Robinson, 28 marzo 2021
Graham Greene odiava tutti i suoi romanzi
Non fu vera gloria. Non per lui almeno. Graham Greene disse di sé: «Ho fatto qualcosa, ho fallito molto». Pubblicò 54 libri, ne amò due e mezzo: Il potere e la gloria, In viaggio con la zia e in parte Un americano tranquillo. Non è un caso non si sia riconosciuto in quelli che lo hanno tirato fuori da guai: L’uomo dentro di me che gli consentì l’esordio ( annunciato da questa epigrafe: «C’è un uomo dentro di me, arrabbiato con me»), Il nocciolo della questione e Il terzo uomo che lo resero ricco e famoso e neppure Fine di una storia, romanzo acclamato, più volte reso film, celebrato come compimento del suo inedito percorso «dall’adulterio alla santità». Se è vero che Graham Greene cercò invano il suo personaggio più elusivo, se stesso, lo è altrettanto che ne trovò le tracce, ne ricostruì il movente e il modus operandi. Gli sfuggì il senso di tutta l’avventura, ma chi mai lo ha colto? Rifiutò titoli e onori, tentò più volte il suicidio, rimediò al male di vivere con la scrittura e i viaggi. Non guarì mai. Che cosa veramente lo affliggeva? Si direbbe, due cose: la sindrome dell’impostore e la legge del contrappasso.
Graham Greene non è mai stato né mai è diventato quel che avrebbe voluto. Di conseguenza non si è riconosciuto, si è nascosto agli altri e a se stesso, in maniera professionale. Poteva fare l’attore o lo scrittore: scelse la seconda strada. Quasi inevitabilmente ci aggiunse la collaborazione con i servizi segreti. Fu un bambino sicuro e privilegiato che avrebbe desiderato crescere senza protezione alcuna e soffriva di tremendi incubi, evocati per stanarlo dal comodo rifugio. Il bravo studente combatteva la depressione tagliandosi.

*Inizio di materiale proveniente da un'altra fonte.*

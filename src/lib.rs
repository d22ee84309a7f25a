//! Gator - a command-line RSS feed aggregator.
//!
//! Users register and follow feeds; the `agg` command runs a scheduler that
//! repeatedly picks the stalest feed, fetches it and stores new posts.

pub mod command;
pub mod config;
pub mod db;
pub mod duration;
pub mod error;
pub mod feed;
pub mod logging;

pub use command::{
    default_registry, with_auth, AppState, Command, CommandRegistry, Handler, HandlerFuture,
};
pub use config::Config;
pub use db::{Database, NewUser, User, UserRepository};
pub use duration::{parse_duration, parse_interval};
pub use error::{GatorError, Result};
pub use feed::{
    CycleReport, Feed, FeedFetcher, IngestStore, IngestionCycle, InsertOutcome, NewPost, Post,
    Scheduler,
};
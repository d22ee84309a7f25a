//! Feed ingestion for Gator.
//!
//! This module fetches registered feeds on a schedule and stores their
//! entries as posts, each URL at most once.

pub mod cycle;
pub mod date;
pub mod fetcher;
pub mod repository;
pub mod scheduler;
pub mod selector;
pub mod store;
pub mod types;

pub use cycle::{CycleReport, IngestionCycle};
pub use date::{normalize_published, DateLayout};
pub use fetcher::{parse_document, validate_url, FeedFetcher};
pub use repository::{FeedFollowRepository, FeedRepository, PostRepository};
pub use scheduler::Scheduler;
pub use selector::FeedSelector;
pub use store::IngestStore;
pub use types::{
    Feed, FeedFollow, FeedFollowDetails, FeedWithOwner, InsertOutcome, NewFeed, NewPost, Post,
    RawEntry, RawFeedDocument,
};

use tokio::sync::watch;

/// Resolve once the shutdown flag is true.
///
/// If every sender is dropped while the flag is false, shutdown can no
/// longer be requested and this never resolves.
pub(crate) async fn wait_for_shutdown(shutdown: &mut watch::Receiver<bool>) {
    loop {
        if *shutdown.borrow_and_update() {
            return;
        }
        if shutdown.changed().await.is_err() {
            std::future::pending::<()>().await;
        }
    }
}
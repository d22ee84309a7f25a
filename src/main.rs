use std::process::ExitCode;

use tracing::debug;

use gator::{default_registry, AppState, Command, Config, Database};

#[tokio::main]
async fn main() -> ExitCode {
    match run().await {
        Ok(()) => ExitCode::SUCCESS,
        Err(e) => {
            eprintln!("command failed: {e}");
            ExitCode::FAILURE
        }
    }
}

async fn run() -> gator::Result<()> {
    // Load configuration
    let path = Config::default_path()?;
    let config = match Config::load_or_default(&path) {
        Ok(config) => config,
        Err(e) => {
            eprintln!("Failed to load {}: {e}", path.display());
            eprintln!("Using default configuration; changes will not be saved.");
            Config::default()
        }
    };
    config.validate()?;

    // Initialize logging
    if let Err(e) = gator::logging::init(&config.logging) {
        eprintln!("Failed to initialize logging: {e}");
        // Fall back to console-only logging
        gator::logging::init_console_only(&config.logging.level);
    }

    let mut runtime = config.clone();
    runtime.apply_env_overrides();
    debug!(config = ?path, database = %runtime.database.path, "Starting gator");

    let cmd = Command::from_args(std::env::args().skip(1))?;
    let db = Database::open(&runtime.database.path).await?;
    let state = AppState::new(db, config);
    let registry = default_registry();

    registry.run(&state, &cmd).await
}
//! Command routing for the Gator CLI.
//!
//! Commands are plain functions registered by name. Handlers that need a
//! logged-in user are wrapped with [`with_auth`], which resolves the current
//! user from configuration and the database on every call.

pub mod handlers;

use std::collections::BTreeMap;

use futures::future::BoxFuture;
use tokio::sync::RwLock;
use tracing::debug;

use crate::config::Config;
use crate::db::{Database, User, UserRepository};
use crate::{GatorError, Result};

pub use handlers::{aggregate, default_registry, COMMANDS};

/// A parsed command line: name plus positional arguments.
#[derive(Debug, Clone, PartialEq, Eq)]
pub struct Command {
    /// Command name.
    pub name: String,
    /// Positional arguments.
    pub args: Vec<String>,
}

impl Command {
    /// Create a command.
    pub fn new(name: impl Into<String>, args: Vec<String>) -> Self {
        Self {
            name: name.into(),
            args,
        }
    }

    /// Build a command from process arguments, without the program name.
    pub fn from_args<I>(args: I) -> Result<Self>
    where
        I: IntoIterator<Item = String>,
    {
        let mut args = args.into_iter();
        let name = args.next().ok_or_else(|| {
            GatorError::Validation("not enough arguments: usage: gator <command> [args...]".into())
        })?;
        Ok(Self::new(name, args.collect()))
    }

    /// The argument at `index`, or a validation error showing `usage`.
    pub fn arg(&self, index: usize, usage: &str) -> Result<&str> {
        self.args
            .get(index)
            .map(String::as_str)
            .ok_or_else(|| GatorError::Validation(format!("usage: {usage}")))
    }
}

/// State shared by all command handlers.
pub struct AppState {
    /// Database handle.
    pub db: Database,
    /// Loaded configuration. Written back when the current user changes.
    pub config: RwLock<Config>,
}

impl AppState {
    /// Create the state from an open database and loaded configuration.
    pub fn new(db: Database, config: Config) -> Self {
        Self {
            db,
            config: RwLock::new(config),
        }
    }

    /// Name of the current user, if one is set.
    pub async fn current_user_name(&self) -> Option<String> {
        self.config.read().await.current_user_name.clone()
    }

    /// Resolve the current user from configuration and the database.
    ///
    /// Returns `NotAuthenticated` if no user is set or the user no longer exists.
    pub async fn current_user(&self) -> Result<User> {
        let name = self
            .current_user_name()
            .await
            .ok_or(GatorError::NotAuthenticated)?;

        UserRepository::new(self.db.pool())
            .get_by_name(&name)
            .await?
            .ok_or(GatorError::NotAuthenticated)
    }
}

/// Future returned by command handlers.
pub type HandlerFuture<'a> = BoxFuture<'a, Result<()>>;

/// Handler that runs without a user.
pub type PublicHandler = for<'a> fn(&'a AppState, &'a Command) -> HandlerFuture<'a>;

/// Handler that runs on behalf of the current user.
pub type UserHandler = for<'a> fn(&'a AppState, &'a Command, User) -> HandlerFuture<'a>;

/// A registered command handler.
#[derive(Clone, Copy)]
pub enum Handler {
    /// Runs as-is.
    Public(PublicHandler),
    /// Runs only once a current user has been resolved.
    LoggedIn(UserHandler),
}

impl Handler {
    /// Invoke the handler.
    pub async fn call(&self, state: &AppState, cmd: &Command) -> Result<()> {
        match self {
            Handler::Public(f) => f(state, cmd).await,
            Handler::LoggedIn(f) => {
                let user = state.current_user().await?;
                debug!(user = %user.name, command = %cmd.name, "Running as user");
                f(state, cmd, user).await
            }
        }
    }
}

impl std::fmt::Debug for Handler {
    fn fmt(&self, f: &mut std::fmt::Formatter<'_>) -> std::fmt::Result {
        match self {
            Handler::Public(_) => f.write_str("Handler::Public"),
            Handler::LoggedIn(_) => f.write_str("Handler::LoggedIn"),
        }
    }
}

/// Wrap a user-taking handler so it requires a logged-in user.
pub const fn with_auth(handler: UserHandler) -> Handler {
    Handler::LoggedIn(handler)
}

/// Name to handler mapping.
#[derive(Debug, Default)]
pub struct CommandRegistry {
    handlers: BTreeMap<String, Handler>,
}

impl CommandRegistry {
    /// Create an empty registry.
    pub fn new() -> Self {
        Self::default()
    }

    /// Register a handler, replacing any handler of the same name.
    pub fn register(&mut self, name: impl Into<String>, handler: Handler) {
        self.handlers.insert(name.into(), handler);
    }

    /// Whether a command is registered.
    pub fn contains(&self, name: &str) -> bool {
        self.handlers.contains_key(name)
    }

    /// Registered command names in sorted order.
    pub fn names(&self) -> impl Iterator<Item = &str> {
        self.handlers.keys().map(String::as_str)
    }

    /// Dispatch a command.
    ///
    /// Returns `UnknownCommand` if no handler is registered for its name.
    pub async fn run(&self, state: &AppState, cmd: &Command) -> Result<()> {
        let handler = self
            .handlers
            .get(&cmd.name)
            .ok_or_else(|| GatorError::UnknownCommand(cmd.name.clone()))?;

        debug!(command = %cmd.name, args = ?cmd.args, "Dispatching command");
        handler.call(state, cmd).await
    }
}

Si convertì al cattolicesimo per amore prima e per convinzione poi, ma scrisse libri che la Chiesa condannò; esaltò, anziché il “prete grasso” che lo battezzò, quello alcolizzato e ai margini che chiamò “padre whisky” facendone un anti- eroe; finì per attaccare apertamente un Papa, Giovanni Paolo II, che si era schierato contro la teologia della liberazione. Si consegnò alla vita familiare, a una moglie cui dedicava i suoi primi libri, ma coltivò ogni forma possibile di adulterio, dalla frequentazione dei bordelli ( voleva aprirne uno in Sierra Leone usando le prostitute per ottenere confidenze) a quella di numerose amanti. Che si cimentasse con lo spionaggio fu una conseguenza naturale. Come lo fu la sua difesa di Kim Philby, suo capo nei Servizi, in realtà da sempre comunista e votato alla causa sovietica. Ne capiva, più ancora che l’idealismo, la natura controversa, il doppiogiochismo come espressione del sé, l’apparentemente illogica scelta di entrare a far parte del mondo che si rigetta per distruggerlo, fuggirne ad ogni possibile occasione portando con sé soltanto il senso di colpa. Lo chiamò Il fattore umano. Fu l’ennesimo grande romanzo che non riuscì ad amare. Forse temeva, l’avesse fatto, di danneggiarlo.
Era sempre in agguato per lui la legge del contrappasso. Ogni fine raggiunto andava pagato con il doppio della felicità ricevuta. In questo senso esemplare la Fine di una storia. Lei prega per la salvezza dell’amante e fa voto di rinunciarvi se fosse ancora vivo. Esaudita, mantiene la promessa. Paga la felicità con la perdita, i due destini si annullano e niente resta. Dov’è la gloria? Dove l’appagamento? Quando Graham Greene ottiene il successo scopre che non gli dà la gioia presunta, non calma l’inquietudine, non vince la noia.
Nel pericolo, a salvarlo non sono le sue doti, ma i suoi difetti: scampa a un bombardamento perché si trova, anziché nel suo studio, a casa della donna con cui tradisce la moglie. Quando accumula una fortuna perde tutto per aver affidato il patrimonio a un truffatore. Non è forse quel che desiderava: sbarazzarsi dei soldi accumulati con opere che non apprezzava?
La fede non lo libera, anzi lo imprigiona in una spirale di aspettative tradite, impegni non onorati, dilemmi di coscienza e su tutto aleggia l’ombra del peccato. Grava il sospetto che la gloria umana sia nel compimento di una missione ordinaria e universale, che la redenzione sia nell’annullamento di fronte all’altro e alla storia e che questo proprio non fosse in suo potere.